In a unanimous opinion, the Supreme Court created a new standard by which to review requests for religious accommodations. Specifically, the Court held that an “undue hardship” exists when a burden is substantial in the overall context of an employer’s business, noting that this is a fact-specific inquiry. The Court defined a “hardship” as, at a minimum, “something hard to bear” and more severe than a “mere burden.”
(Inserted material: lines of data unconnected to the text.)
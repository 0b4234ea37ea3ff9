//! unink CLI - handwritten-note highlight exporter
//!
//! The exporter boundary: reads a decoded scene document, runs
//! extraction, and persists the in-memory artifacts to disk.

use std::error::Error;
use std::fs;
use std::path::{Path, PathBuf};
use std::time::Duration;

use clap::{Parser, Subcommand};
use colored::Colorize;
use indicatif::{ProgressBar, ProgressStyle};

use unink::{ExtractOptions, Extractor, Highlight, HighlightContent, SceneDocument};

#[derive(Parser)]
#[command(name = "unink")]
#[command(version)]
#[command(about = "Extract handwritten-note highlights to text, images, and SVG", long_about = None)]
struct Cli {
    #[command(subcommand)]
    command: Commands,
}

#[derive(Subcommand)]
enum Commands {
    /// Extract highlights from a decoded scene document
    Extract {
        /// Decoded scene document (JSON)
        #[arg(value_name = "FILE")]
        input: PathBuf,

        /// Output directory
        #[arg(short, long, value_name = "DIR")]
        output: Option<PathBuf>,

        /// Disable raster cropping of rectangular selections
        #[arg(long)]
        no_crop: bool,

        /// Disable the snap-to-text crop refinement
        #[arg(long)]
        no_snap: bool,

        /// Rasterization DPI for reference pages
        #[arg(long, default_value = "300")]
        dpi: u32,

        /// Margin around composed vector documents
        #[arg(long, default_value = "0")]
        margin: f64,

        /// Rectangularity threshold for crop detection
        #[arg(long, default_value = "0.8")]
        threshold: f64,

        /// Process pages sequentially
        #[arg(long)]
        sequential: bool,
    },

    /// Show scene document information
    Info {
        /// Decoded scene document (JSON)
        #[arg(value_name = "FILE")]
        input: PathBuf,
    },

    /// Show version information
    Version,
}

fn main() {
    env_logger::init();
    let cli = Cli::parse();

    let result = match cli.command {
        Commands::Extract {
            input,
            output,
            no_crop,
            no_snap,
            dpi,
            margin,
            threshold,
            sequential,
        } => {
            let mut options = ExtractOptions::new()
                .with_cropping(!no_crop)
                .with_snap_to_text(!no_snap)
                .with_dpi(dpi)
                .with_margin(margin)
                .with_rectangle_threshold(threshold);
            if sequential {
                options = options.sequential();
            }
            cmd_extract(&input, output.as_deref(), options)
        }
        Commands::Info { input } => cmd_info(&input),
        Commands::Version => {
            println!("unink {}", env!("CARGO_PKG_VERSION"));
            Ok(())
        }
    };

    if let Err(err) = result {
        eprintln!("{} {err}", "error:".red().bold());
        std::process::exit(1);
    }
}

fn load_document(input: &Path) -> Result<SceneDocument, Box<dyn Error>> {
    let json = fs::read_to_string(input)?;
    Ok(serde_json::from_str(&json)?)
}

fn cmd_extract(
    input: &Path,
    output: Option<&Path>,
    options: ExtractOptions,
) -> Result<(), Box<dyn Error>> {
    let doc = load_document(input)?;

    let output_dir = output.map(Path::to_path_buf).unwrap_or_else(|| {
        let stem = input
            .file_stem()
            .map(|s| s.to_string_lossy().to_string())
            .unwrap_or_else(|| "scene".to_string());
        PathBuf::from(format!("{stem}-highlights"))
    });
    fs::create_dir_all(&output_dir)?;

    let spinner = ProgressBar::new_spinner();
    spinner.set_style(ProgressStyle::with_template("{spinner} {msg}")?);
    spinner.set_message(format!("extracting {} pages", doc.pages.len()));
    spinner.enable_steady_tick(Duration::from_millis(80));

    let highlights = Extractor::with_options(options).extract(&doc)?;
    spinner.finish_and_clear();

    let mut index = Vec::new();
    for highlight in &highlights {
        index.push(persist_highlight(highlight, &output_dir)?);
    }

    let index_path = output_dir.join("highlights.json");
    fs::write(&index_path, serde_json::to_string_pretty(&index)?)?;

    println!(
        "{} {} highlights from {}",
        "extracted".green().bold(),
        highlights.len(),
        input.display()
    );
    println!("  index: {}", index_path.display().to_string().cyan());
    Ok(())
}

/// Write one highlight's artifact (if any) and return its index entry.
fn persist_highlight(
    highlight: &Highlight,
    output_dir: &Path,
) -> Result<serde_json::Value, Box<dyn Error>> {
    let page = page_label(highlight.page_index);
    let tags: Vec<&String> = highlight.tags.iter().collect();

    let entry = match &highlight.content {
        HighlightContent::Text { text, color } => {
            println!(
                "  {} page {page}: {}",
                "text".yellow(),
                text.as_str().italic()
            );
            serde_json::json!({
                "type": "text",
                "page": highlight.page_index,
                "block": highlight.block_index,
                "tags": tags,
                "text": text,
                "color": color.hex(),
            })
        }
        HighlightContent::Image { artifact } => {
            let name = format!(
                "page-{page}-block-{}.{}",
                highlight.block_index,
                artifact.extension()
            );
            let path = output_dir.join(&name);
            fs::write(&path, &artifact.bytes)?;
            println!("  {} page {page}: {name}", "image".blue());
            serde_json::json!({
                "type": "image",
                "page": highlight.page_index,
                "block": highlight.block_index,
                "tags": tags,
                "path": name,
            })
        }
        HighlightContent::Drawing { artifact } => {
            let name = format!("page-{page}-drawing.{}", artifact.extension());
            let path = output_dir.join(&name);
            fs::write(&path, &artifact.bytes)?;
            println!("  {} page {page}: {name}", "drawing".magenta());
            serde_json::json!({
                "type": "drawing",
                "page": highlight.page_index,
                "tags": tags,
                "path": name,
            })
        }
    };
    Ok(entry)
}

fn page_label(page_index: i32) -> String {
    if page_index >= 0 {
        page_index.to_string()
    } else {
        "unknown".to_string()
    }
}

fn cmd_info(input: &Path) -> Result<(), Box<dyn Error>> {
    let doc = load_document(input)?;

    println!("{} {}", "document:".bold(), doc.name);
    println!("  pages: {}", doc.pages.len());
    println!("  mapped pages: {}", doc.page_map.len());
    println!(
        "  canvas: {} x {}",
        doc.canvas_width(),
        doc.canvas_height()
    );
    if let Some(zoom) = &doc.zoom {
        println!(
            "  zoom: scale {} centered at ({}, {})",
            zoom.scale, zoom.center_x, zoom.center_y
        );
    }

    for page in &doc.pages {
        let blocks = page.blocks.len();
        let ink = page.blocks.iter().filter(|b| b.as_ink().is_some()).count();
        let text = page.blocks.iter().filter(|b| b.is_text()).count();
        let tags: Vec<&String> = page.tags.iter().collect();
        println!(
            "  {} {blocks} blocks ({ink} ink, {text} text){}",
            page.id.cyan(),
            if tags.is_empty() {
                String::new()
            } else {
                format!(" tags: {tags:?}")
            }
        );
    }
    Ok(())
}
Thus, an employer cannot avoid Title VII liability simply by showing that an accommodation would impose some sort of additional costs. The modifier “undue” means that the requisite burden, privation, or adversity must rise to an “excessive” or “unjustifiable” level. Interpreting “undue hardship” in this way is “something very different from a burden that is merely more than ‘de minimis’” (i.e., something that is very small or trifling, as defined in Black’s Law Dictionary) and closer to the references in TWA v. Hardison to “substantial additional costs” or “substantial expenditures.”
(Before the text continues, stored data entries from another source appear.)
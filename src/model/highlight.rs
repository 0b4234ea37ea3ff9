//! Extracted highlight records and their in-memory artifacts.

use std::collections::BTreeSet;

use crate::color::Rgba;

/// Block index assigned to a page's aggregate vector output so it sorts
/// after every point and text highlight on the same page.
pub const DRAWING_BLOCK_INDEX: u32 = u32::MAX;

/// An extracted annotation attributed to a page.
#[derive(Debug, Clone)]
pub struct Highlight {
    /// Reference-document page index, -1 when unknown
    pub page_index: i32,

    /// Position of the source block in the page's block sequence;
    /// [`DRAWING_BLOCK_INDEX`] for aggregate vector output
    pub block_index: u32,

    /// Tags of the page the highlight came from
    pub tags: BTreeSet<String>,

    /// The extracted content
    pub content: HighlightContent,
}

impl Highlight {
    /// Ordering key: page first, then block position. Ties keep
    /// emission order under a stable sort.
    pub fn sort_key(&self) -> (i32, u32) {
        (self.page_index, self.block_index)
    }

    /// Check if this is the page's aggregate drawing.
    pub fn is_drawing(&self) -> bool {
        matches!(self.content, HighlightContent::Drawing { .. })
    }
}

/// Content payload of a highlight.
#[derive(Debug, Clone)]
pub enum HighlightContent {
    /// Extracted text with its resolved color
    Text {
        /// The selected text
        text: String,
        /// Resolved highlight color
        color: Rgba,
    },

    /// A cropped raster of a selected reference-page region
    Image {
        /// PNG artifact of the cropped region
        artifact: Artifact,
    },

    /// A vector trace of all non-cropped handwriting on the page
    Drawing {
        /// SVG artifact of the traced strokes
        artifact: Artifact,
    },
}

/// An in-memory output artifact: encoded bytes plus the file extension
/// the exporter should persist them under. The pipeline itself never
/// touches the filesystem.
#[derive(Debug, Clone)]
pub struct Artifact {
    /// Artifact encoding
    pub kind: ArtifactKind,

    /// Encoded bytes
    pub bytes: Vec<u8>,
}

impl Artifact {
    /// Suggested file extension, without the dot.
    pub fn extension(&self) -> &'static str {
        match self.kind {
            ArtifactKind::Png => "png",
            ArtifactKind::Svg => "svg",
        }
    }
}

/// Encoding of an output artifact.
#[derive(Debug, Clone, Copy, PartialEq, Eq)]
pub enum ArtifactKind {
    /// A PNG raster crop
    Png,
    /// A standalone SVG document
    Svg,
}

/// Stably sort highlights by (page index, block index); a page's
/// drawing always lands after its text and image highlights.
pub fn sort_highlights(highlights: &mut [Highlight]) {
    highlights.sort_by_key(|h| h.sort_key());
}

#[cfg(test)]
mod tests {
    use super::*;

    fn text_highlight(page: i32, block: u32) -> Highlight {
        Highlight {
            page_index: page,
            block_index: block,
            tags: BTreeSet::new(),
            content: HighlightContent::Text {
                text: format!("p{page}b{block}"),
                color: Rgba::new(0, 0, 0, 255),
            },
        }
    }

    fn drawing_highlight(page: i32) -> Highlight {
        Highlight {
            page_index: page,
            block_index: DRAWING_BLOCK_INDEX,
            tags: BTreeSet::new(),
            content: HighlightContent::Drawing {
                artifact: Artifact {
                    kind: ArtifactKind::Svg,
                    bytes: Vec::new(),
                },
            },
        }
    }

    #[test]
    fn test_drawing_sorts_after_text() {
        let mut highlights = vec![
            drawing_highlight(0),
            text_highlight(0, 2),
            text_highlight(0, 1),
        ];
        sort_highlights(&mut highlights);

        assert_eq!(highlights[0].block_index, 1);
        assert_eq!(highlights[1].block_index, 2);
        assert!(highlights[2].is_drawing());
    }

    #[test]
    fn test_pages_order_before_blocks() {
        let mut highlights = vec![
            text_highlight(1, 0),
            drawing_highlight(0),
            text_highlight(0, 5),
            text_highlight(-1, 0),
        ];
        sort_highlights(&mut highlights);

        assert_eq!(highlights[0].page_index, -1);
        assert_eq!(highlights[1].sort_key(), (0, 5));
        assert_eq!(highlights[2].sort_key(), (0, DRAWING_BLOCK_INDEX));
        assert_eq!(highlights[3].page_index, 1);
    }

    #[test]
    fn test_artifact_extension() {
        let png = Artifact {
            kind: ArtifactKind::Png,
            bytes: Vec::new(),
        };
        assert_eq!(png.extension(), "png");
    }
}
As such, the Supreme Court stated that an employer must show that the burden of “granting an accommodation would result in substantial increased costs in relation to the conduct of its particular business.” In doing so, “courts must apply the test in a manner that takes into account all relevant factors in the case at hand, including the particular accommodations at issue and their practical impact in light of the nature, ‘size and operating cost of [an] employer.’” Ultimately, “‘undue hardship’ in Title VII means what it says, and courts should resolve whether a hardship would be substantial in the context of an employer’s business in the commonsense manner that it would use in applying any such test.”
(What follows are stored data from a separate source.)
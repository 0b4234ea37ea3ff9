//! Data model for decoded scene content and extracted highlights.
//!
//! Input types (blocks, pages, documents) mirror what the upstream
//! scene decoder emits and are serde-derived so a pre-decoded scene can
//! cross the CLI boundary as JSON. Output types (highlights, artifacts)
//! are plain in-memory values handed to the exporter.

mod block;
mod document;
mod highlight;

pub use block::{Block, InkItem, InkStroke, ParagraphStyle, Point, TextParagraph, TextRun};
pub use document::{
    PageContext, SceneDocument, ScenePage, ZoomInfo, NOTEBOOK_HEIGHT, NOTEBOOK_WIDTH,
};
pub use highlight::{
    sort_highlights, Artifact, ArtifactKind, Highlight, HighlightContent, DRAWING_BLOCK_INDEX,
};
Regarding whether an impact on coworkers could amount to an undue hardship, the Supreme Court specifically stated that a coworker’s dislike of a religious practice or expression in the workplace or the fact that an accommodation may be provided does not “factor into the undue hardship inquiry.” Because Title VII requires an assessment of a possible accommodation’s effect on the conduct of the employer’s business, the impact of a particular accommodation on coworkers is only relevant to the extent that the impact on coworkers affects the conduct of the business.

The Court also stated that “Title VII requires that an employer reasonably accommodate an employee’s practice of religion, not merely that it assess the reasonableness of a particular possible accommodation or accommodations.” Consequently, an employer cannot merely state that a particular accommodation poses an undue hardship and deny it, but the employer must consider other options (such as voluntary shift-swapping) that might resolve the conflict between the employees’ religious practice and the work requirement.

As a result, the Supreme Court vacated the judgment and remanded the matter to the lower court to apply the “clarified context-specific standard” (assuming that the Third Circuit’s application of the Hardison’s “‘more than a de minimis cost’ test may have led the court to dismiss a number of possible accommodations, including those involving the cost of incentive pay, or the administrative costs of cooperation with other nearby stations with a broader set of employees”).

Takeaways

This decision established an entirely new legal standard upon which employers must evaluate religious accommodation requests. Therefore, before determining that a request presents an undue hardship, an employer must be able to demonstrate that the costs to its business in granting a religious accommodation request would be excessive or unjustifiable under the circumstances. An employer cannot deny a religious accommodation request under the guise of undue hardship unless the employer faces “substantial increased costs in relation to the conduct of its particular business.” An employer may only rely on the defense that a requested accommodation creates an undue burden on coworkers if it can establish that accommodating the request would not only impact other employees, but that the impact on employees or other consequence of the accommodation would also substantially affect the conduct of the business itself. Employers must also consider other options that would accommodate the employee’s religious practice without causing an undue hardship.